Though dissolved oxygen has limits in the feed water circuit to discharge in to supercritical boiler to avoid
oxydation, resistance to heat transfer surface and tube damage. My question is why extra effort is paid to
discharge external oxygen in power cycle water even after condensate polisher output if oxygen is harmful
to boiler feed water circuit. Note that there is an oxygen injection control loop which includes PID controller
and a flow control valve in oxygen supply path.
Please explain with a logical approach.
Post a Reply... - Re: Reasons behind oxygen injection in feedwater circuit for supercritical boiler? - Friday, July 30, 2010 - Murphy [21]
The world is not black and white in power plants that use supercritical boilers or units. Since these supercritical units operate at very-high pressures of 3,500-psi and higher, boiler tube corrosion and deposit issues are at an extreme importance.

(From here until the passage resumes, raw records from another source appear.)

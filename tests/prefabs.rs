use phalanx::{Prefab, World};
use std::cell::RefCell;
use std::rc::Rc;

#[derive(Clone, Copy, Debug, PartialEq)]
struct Pos {
    x: f32,
    y: f32,
}
#[derive(Clone, Copy, Debug, PartialEq)]
struct Health {
    hp: i32,
}
#[derive(Clone, Copy, Debug, PartialEq)]
struct Armour(u32);

#[test]
fn prefab_reports_its_contents() {
    let prefab = Prefab::create((Pos { x: 0.0, y: 0.0 }, Health { hp: 100 }));
    assert_eq!(prefab.component_count(), 2);
    assert!(prefab.has::<Pos>());
    assert!(prefab.has::<Health>());
    assert!(!prefab.has::<Armour>());
}

#[test]
fn instantiate_clones_defaults() {
    let world = World::new();
    let prefab = Prefab::create((Pos { x: 1.0, y: 2.0 }, Health { hp: 100 }));

    let first = world.instantiate(&prefab);
    let second = world.instantiate(&prefab);

    assert_eq!(world.get::<Pos>(first).unwrap(), &Pos { x: 1.0, y: 2.0 });
    assert_eq!(world.get::<Health>(first).unwrap().hp, 100);
    assert_eq!(world.get::<Pos>(second).unwrap(), &Pos { x: 1.0, y: 2.0 });
    assert_eq!(world.count::<(Pos, Health)>(), 2);

    // Instances are independent copies.
    world.add(first, Pos { x: 9.0, y: 9.0 });
    assert_eq!(world.get::<Pos>(second).unwrap().x, 1.0);
}

#[test]
fn instantiate_with_override_replaces_default() {
    let world = World::new();
    let prefab = Prefab::create((Pos { x: 1.0, y: 2.0 }, Health { hp: 100 }));

    let entity = world.instantiate_with(&prefab, (Health { hp: 5 },));

    assert_eq!(world.get::<Health>(entity).unwrap().hp, 5);
    assert_eq!(world.get::<Pos>(entity).unwrap(), &Pos { x: 1.0, y: 2.0 });
    assert_eq!(world.count::<(Pos, Health)>(), 1);
}

#[test]
fn instantiate_with_appends_new_component_types() {
    let world = World::new();
    let prefab = Prefab::create((Pos { x: 1.0, y: 2.0 },));

    let entity = world.instantiate_with(&prefab, (Armour(3),));

    // The archetype is the union of prefab and override types.
    assert!(world.has::<Pos>(entity));
    assert!(world.has::<Armour>(entity));
    assert_eq!(world.get::<Armour>(entity).unwrap().0, 3);
    assert_eq!(world.count::<(Pos, Armour)>(), 1);
}

#[test]
fn instantiate_fires_on_add_for_every_component() {
    let world = World::new();
    let log = Rc::new(RefCell::new(Vec::new()));

    let pos_sink = log.clone();
    world.on_add::<Pos, _>(move |_, _, _| pos_sink.borrow_mut().push("pos"));
    let health_sink = log.clone();
    world.on_add::<Health, _>(move |_, _, _| health_sink.borrow_mut().push("health"));

    let prefab = Prefab::create((Pos { x: 0.0, y: 0.0 }, Health { hp: 1 }));
    world.instantiate(&prefab);

    let mut events = log.borrow().clone();
    events.sort();
    assert_eq!(events, vec!["health", "pos"]);
}

#[test]
fn heap_owning_defaults_clone_correctly() {
    let world = World::new();
    let prefab = Prefab::create(("template name".to_string(), Health { hp: 1 }));

    let first = world.instantiate(&prefab);
    let second = world.instantiate(&prefab);
    drop(prefab);

    assert_eq!(world.get::<String>(first).unwrap(), "template name");
    assert_eq!(world.get::<String>(second).unwrap(), "template name");
}

#[test]
fn prefab_clone_is_independent() {
    let prefab = Prefab::create(("original".to_string(),));
    let copy = prefab.clone();
    drop(prefab);

    let world = World::new();
    let entity = world.instantiate(&copy);
    assert_eq!(world.get::<String>(entity).unwrap(), "original");
}

#[test]
fn instantiated_entities_are_ordinary() {
    let world = World::new();
    let prefab = Prefab::create((Pos { x: 0.0, y: 0.0 },));

    let entity = world.instantiate(&prefab);
    world.add(entity, Health { hp: 10 });
    world.remove::<Pos>(entity);

    assert!(!world.has::<Pos>(entity));
    assert_eq!(world.get::<Health>(entity).unwrap().hp, 10);

    world.destroy(entity);
    assert!(!world.alive(entity));
}

#[test]
#[should_panic(expected = "structural change during iteration")]
fn instantiate_during_iteration_panics() {
    let world = World::new();
    let prefab = Prefab::create((Pos { x: 0.0, y: 0.0 },));
    world.instantiate(&prefab);

    world.each::<(Pos,), _>(|_, _| {
        world.instantiate(&prefab);
    });
}
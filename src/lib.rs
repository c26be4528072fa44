//! Phalanx is an archetype-based entity component store for interactive
//! simulations.
//!
//! Entities are lightweight generational handles. Components are plain
//! Rust types attached to entities; entities with the same component set
//! are grouped into *archetypes*, which store each component type in its
//! own contiguous column inside a single chunk-allocated block. Queries
//! match archetypes through fixed-width presence bitsets and iterate rows
//! in tight loops over column base pointers.
//!
//! # Getting started
//!
//! ```rust
//! use phalanx::World;
//!
//! #[derive(Clone, Copy, Debug, PartialEq)]
//! struct Position { x: f32, y: f32 }
//! #[derive(Clone, Copy, Debug, PartialEq)]
//! struct Velocity { dx: f32, dy: f32 }
//!
//! let world = World::new();
//!
//! let entity = world.create_with((
//!     Position { x: 0.0, y: 0.0 },
//!     Velocity { dx: 1.0, dy: 2.0 },
//! ));
//!
//! world.each::<(Position, Velocity), _>(|_entity, (position, velocity)| {
//!     position.x += velocity.dx;
//!     position.y += velocity.dy;
//! });
//!
//! assert_eq!(world.get::<Position>(entity).unwrap().y, 2.0);
//! ```
//!
//! # Structural changes and iteration
//!
//! Structural mutation (creating or destroying entities, adding or
//! removing components, sorting, flushing, snapshots) is forbidden while
//! a query is running and panics if attempted. Queue changes through
//! [`World::deferred`] during iteration and apply them afterwards with
//! [`World::flush_deferred`], or record them into a standalone
//! [`CommandBuffer`].
//!
//! # Observers
//!
//! [`World::on_add`] and [`World::on_remove`] register typed hooks which
//! fire when a component lands on or leaves an entity. `on_remove` hooks
//! observe the value while it is still live.
//!
//! # Snapshots
//!
//! [`serialize`] writes every live entity, its components, slot
//! generations and the free list to a little-endian binary stream;
//! [`deserialize`] restores them into an empty world with identical
//! handles. Component types that should survive a snapshot must be given
//! stable names through [`register_component`] or
//! [`register_component_with`].
//!
//! # Feature flags
//!
//! * `strict-invariants` — keeps the internal parity assertions enabled
//!   outside of debug builds.

mod arena;
pub mod command;
pub mod entity;
mod event;
pub mod hash;
pub mod insert;
pub mod prefab;
pub mod query;
pub mod resources;
pub mod serialize;
pub mod storage;
pub mod world;

pub use command::{CommandBuffer, Deferred};
pub use entity::{Entity, EntityLocation};
pub use insert::{Bundle, CloneBundle};
pub use prefab::Prefab;
pub use query::{ComponentSet, Query, MAX_QUERY_TERMS};
pub use serialize::{deserialize, serialize, SnapshotError};
pub use storage::{
    component_id_by_name, component_name, component_registered, register_component,
    register_component_with, Archetype, ArchetypeIndex, Component, ComponentBits, ComponentTypeId,
    TypeSet, MAX_COMPONENT_TYPES,
};
pub use world::{ComponentError, World};
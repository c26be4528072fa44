//! Traits for moving sets of components into the store.
//!
//! A [`Bundle`] is a statically-typed set of component values, implemented
//! for tuples of up to eight components. Bundles surrender their values
//! one at a time through a type-erased visitor so that the store can place
//! them into columns, command buffers or prefab templates without
//! monomorphising those containers.

use crate::storage::{
    archetype::{make_type_set, TypeSet},
    component::{Component, ComponentMeta, ComponentTypeId},
};
use std::mem::ManuallyDrop;

/// Clone-constructs a component value from `src` into `dst`.
pub type CloneFn = unsafe fn(dst: *mut u8, src: *const u8);

/// A statically-typed set of component values which can be moved into the
/// store.
pub trait Bundle {
    /// Returns the canonical type set of the bundle's component types.
    fn type_set() -> TypeSet;

    /// Visits every component value in the bundle, passing ownership of
    /// its bytes to the callback.
    ///
    /// The callback must move the bytes out (they will not be dropped by
    /// the bundle afterwards). Visitation order is the tuple's declaration
    /// order, not type-set order.
    fn for_each_raw(self, f: &mut dyn FnMut(ComponentTypeId, ComponentMeta, *mut u8));
}

/// A [`Bundle`] whose components are all clone-constructible, as required
/// by prefab templates.
pub trait CloneBundle: Bundle {
    /// Like [`Bundle::for_each_raw`], additionally passing each
    /// component's clone function.
    fn for_each_raw_with_clone(
        self,
        f: &mut dyn FnMut(ComponentTypeId, ComponentMeta, CloneFn, *mut u8),
    );
}

unsafe fn clone_raw<T: Clone>(dst: *mut u8, src: *const u8) {
    std::ptr::write(dst as *mut T, (*(src as *const T)).clone())
}

macro_rules! impl_bundle_tuple {
    ( $( $ty:ident ),* ) => {
        #[allow(non_snake_case)]
        impl<$( $ty: Component ),*> Bundle for ($( $ty, )*) {
            fn type_set() -> TypeSet {
                make_type_set([$( ComponentTypeId::of::<$ty>() ),*])
            }

            fn for_each_raw(self, f: &mut dyn FnMut(ComponentTypeId, ComponentMeta, *mut u8)) {
                let ($( $ty, )*) = self;
                $(
                    let mut $ty = ManuallyDrop::new($ty);
                    f(
                        ComponentTypeId::of::<$ty>(),
                        ComponentMeta::of::<$ty>(),
                        &mut *$ty as *mut $ty as *mut u8,
                    );
                )*
            }
        }

        #[allow(non_snake_case)]
        impl<$( $ty: Component + Clone ),*> CloneBundle for ($( $ty, )*) {
            fn for_each_raw_with_clone(
                self,
                f: &mut dyn FnMut(ComponentTypeId, ComponentMeta, CloneFn, *mut u8),
            ) {
                let ($( $ty, )*) = self;
                $(
                    let mut $ty = ManuallyDrop::new($ty);
                    f(
                        ComponentTypeId::of::<$ty>(),
                        ComponentMeta::of::<$ty>(),
                        clone_raw::<$ty>,
                        &mut *$ty as *mut $ty as *mut u8,
                    );
                )*
            }
        }
    };
}

macro_rules! bundle_tuple {
    ($head_ty:ident) => {
        impl_bundle_tuple!($head_ty);
    };
    ($head_ty:ident, $( $tail_ty:ident ),*) => (
        impl_bundle_tuple!($head_ty, $( $tail_ty ),*);
        bundle_tuple!($( $tail_ty ),*);
    );
}

bundle_tuple!(A, B, C, D, E, F, G, H);

#[cfg(test)]
mod test {
    use super::*;

    #[test]
    fn tuple_type_set_is_sorted() {
        struct First(#[allow(dead_code)] u8);
        struct Second(#[allow(dead_code)] u8);

        let set = <(Second, First)>::type_set();
        assert_eq!(set.len(), 2);
        assert!(set[0] < set[1]);
    }

    #[test]
    fn visitation_moves_values() {
        let mut seen = Vec::new();
        ("hello".to_string(), 7u32).for_each_raw(&mut |id, meta, ptr| {
            if id == ComponentTypeId::of::<String>() {
                let value = unsafe { std::ptr::read(ptr as *mut String) };
                assert_eq!(value, "hello");
            } else {
                assert_eq!(meta.size(), 4);
                let value = unsafe { std::ptr::read(ptr as *mut u32) };
                assert_eq!(value, 7);
            }
            seen.push(id);
        });
        assert_eq!(seen.len(), 2);
    }
}
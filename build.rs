use std::process::Command;

fn main() {
    // embedded by diesel_migrations::embed_migrations!
    println!("cargo:rerun-if-changed=migrations/");

    // git revision reported at startup, read back with env!()
    let git_hash = Command::new("git")
        .args(["describe", "--always", "--dirty"])
        .output()
        .ok()
        .filter(|o| o.status.success())
        .and_then(|o| String::from_utf8(o.stdout).ok())
        .map(|s| s.trim().to_string())
        .unwrap_or_else(|| "unknown".to_string());
    println!("cargo:rerun-if-changed=.git/HEAD");
    println!("cargo:rustc-env=BUILD_TIME_GIT_HASH={git_hash}");
}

The injection of oxygen, which is known as oxygenated treatment or OT works if the in feedwater with a pH ranging 8.0 to 8.5 is very-pure . In distilled terms, the injection of oxygen in the feedwater system regulates the formation of an oxide layer on the supercritical units tubes consequentially, reducing a deposit of oxide-forming exfoliation therefore reducing the likelihood of a tube failures.
Can anyone else put a better spin on this?
Post a Reply... - Re: Reasons behind oxygen injection in feedwater circuit for supercritical boiler? - Friday, July 30, 2010 - Jim Watts [764]
It is certainly true that removal of Oxygen from boiler feed water has been the conventional treatment of boilers for many years with unarguable benefits. It will also remain the case for the majority of boilers.
The problem with oxygen removal has only raised its head as steam temperatures have become very high in particular with supercritical. When oxygen is removed by a scavenger such as hydrazine the trace oxygen remaining oxidises steel to magnetite the black scale normally present in most boilers. This is normally considered a protective scale as it slows further attack on metal surfaces. Unfortunately it does not stop completely however and magnetite layers continue to grow eventually needing acid cleaning. In the case of supercritical temperatures the magnetite growth is quite fast and due to the cycling operation of boilers the temperature shocks cause the scale to shed into the bottom bends of tubes or flow on to the turbine.
Experiments carried out mostly in Japan found that it was better to provide sufficient oxyen to the corrosion process to allow the scale to form as Heamatite instead of magntite. This scale is much thinner and stronger and does not cause as many outages or turbine damage as magnetite scale. The only problem is it must be very carefully controlled by providing just enough oxygn and no more or less.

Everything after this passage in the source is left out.